O Ministério Público Federal (MPF) decidiu arquivar uma notícia de fato apresentada contra o ex-presidente Jair Bolsonaro (PL) e integrantes de sua família. O documento os acusava de crimes como genocídio durante a pandemia de Covid-19, uso indevido da Agência Brasileira de Inteligência (Abin), além de envolvimento com milícias, tráfico de drogas, corrupção, “rachadinhas”, perseguição política e atentados à ordem democrática.
A decisão foi assinada em 23 de janeiro de 2026 pela procuradora da República Luciana Furtado de Moraes, do 13º núcleo criminal da Procuradoria da República em Minas Gerais.
Segundo o despacho, as alegações apresentadas eram “inespecíficas e genéricas”, sem prova documental mínima que justificasse a abertura de investigação criminal.
“Da análise dos autos, verifica este órgão ministerial que não subsiste motivo para a instauração de persecução penal em razão dos fatos, tendo em vista que as informações apresentadas são inespecíficas e genéricas, carecendo de prova documental mínima que corrobore as complexas e abrangentes alegações”, afirmou a procuradora.
O procedimento foi protocolado por meio da sala de Atendimento ao Cidadão do MPF e redigido em linguagem coloquial. No entendimento do órgão, o texto apresentava caráter eminentemente opinativo, com críticas políticas, avaliações morais e juízos de valor sobre a condução do governo federal durante a pandemia.
A procuradora destacou que não houve descrição objetiva de condutas típicas atribuídas a pessoas determinadas, nem indicação de tempo, modo ou lugar das supostas práticas criminosas.

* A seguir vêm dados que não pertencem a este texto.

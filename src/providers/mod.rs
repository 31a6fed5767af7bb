//! Provider boundary
//!
//! Capability traits for the vendor SDK surfaces the flows depend on, plus the
//! HTTP halves (profile fetch, token exchange, revocation) implemented against
//! each provider's documented endpoints. The popup/widget UI halves belong to
//! the embedding layer: it supplies the trait implementations.

pub mod google;
pub mod kakao;
pub mod line;
pub mod telegram;
mod traits;

pub use google::GoogleUserinfoClient;
pub use kakao::{KakaoApiClient, KakaoTokenClient};
pub use line::LineTokenClient;
pub use telegram::verify_widget_payload;
pub use traits::{
    CredentialPopupSdk, ExchangedTokens, PopupProbe, PopupRequest, PopupTokenSdk, ProfileApi,
    ProviderProfile, ProviderSdk, TokenExchangeApi, TokenPayload, TokenRequest, WidgetPayload,
    WidgetRequest, WidgetSdk, WidgetSession,
};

“A representação é composta, em sua integralidade, por relatos pessoais, avaliações subjetivas, percepções políticas e referências a vídeos e conteúdos publicados em plataformas digitais e matérias jornalísticas, sem, contudo, apresentar fatos individualizados, elementos mínimos de materialidade ou indícios concretos que permitam a abertura de investigação criminal”, diz o documento.
Com o arquivamento, o procedimento não se transforma em inquérito e, portanto, não pode evoluir para denúncia criminal. O autor da representação, no entanto, tem prazo de dez dias para apresentar recurso. O processo tramita em sigilo a pedido do denunciante.
O que diz a lei sobre genocídio
O termo “genocídio” ganhou espaço no debate político durante a pandemia de Covid-19, especialmente em críticas à condução do governo federal à época.
No Brasil, o crime de genocídio foi tipificado por lei sancionada em 1956 pelo então presidente Juscelino Kubitschek. A legislação define genocídio como a prática de atos com a intenção de destruir, no todo ou em parte, grupo nacional, étnico, racial ou religioso, incluindo assassinato, lesões graves, submissão a condições degradantes, impedimento de nascimentos e transferência forçada de crianças.
Segundo o MPF, no caso analisado, não foram apresentados elementos mínimos que sustentassem a abertura de investigação com base nessa tipificação penal.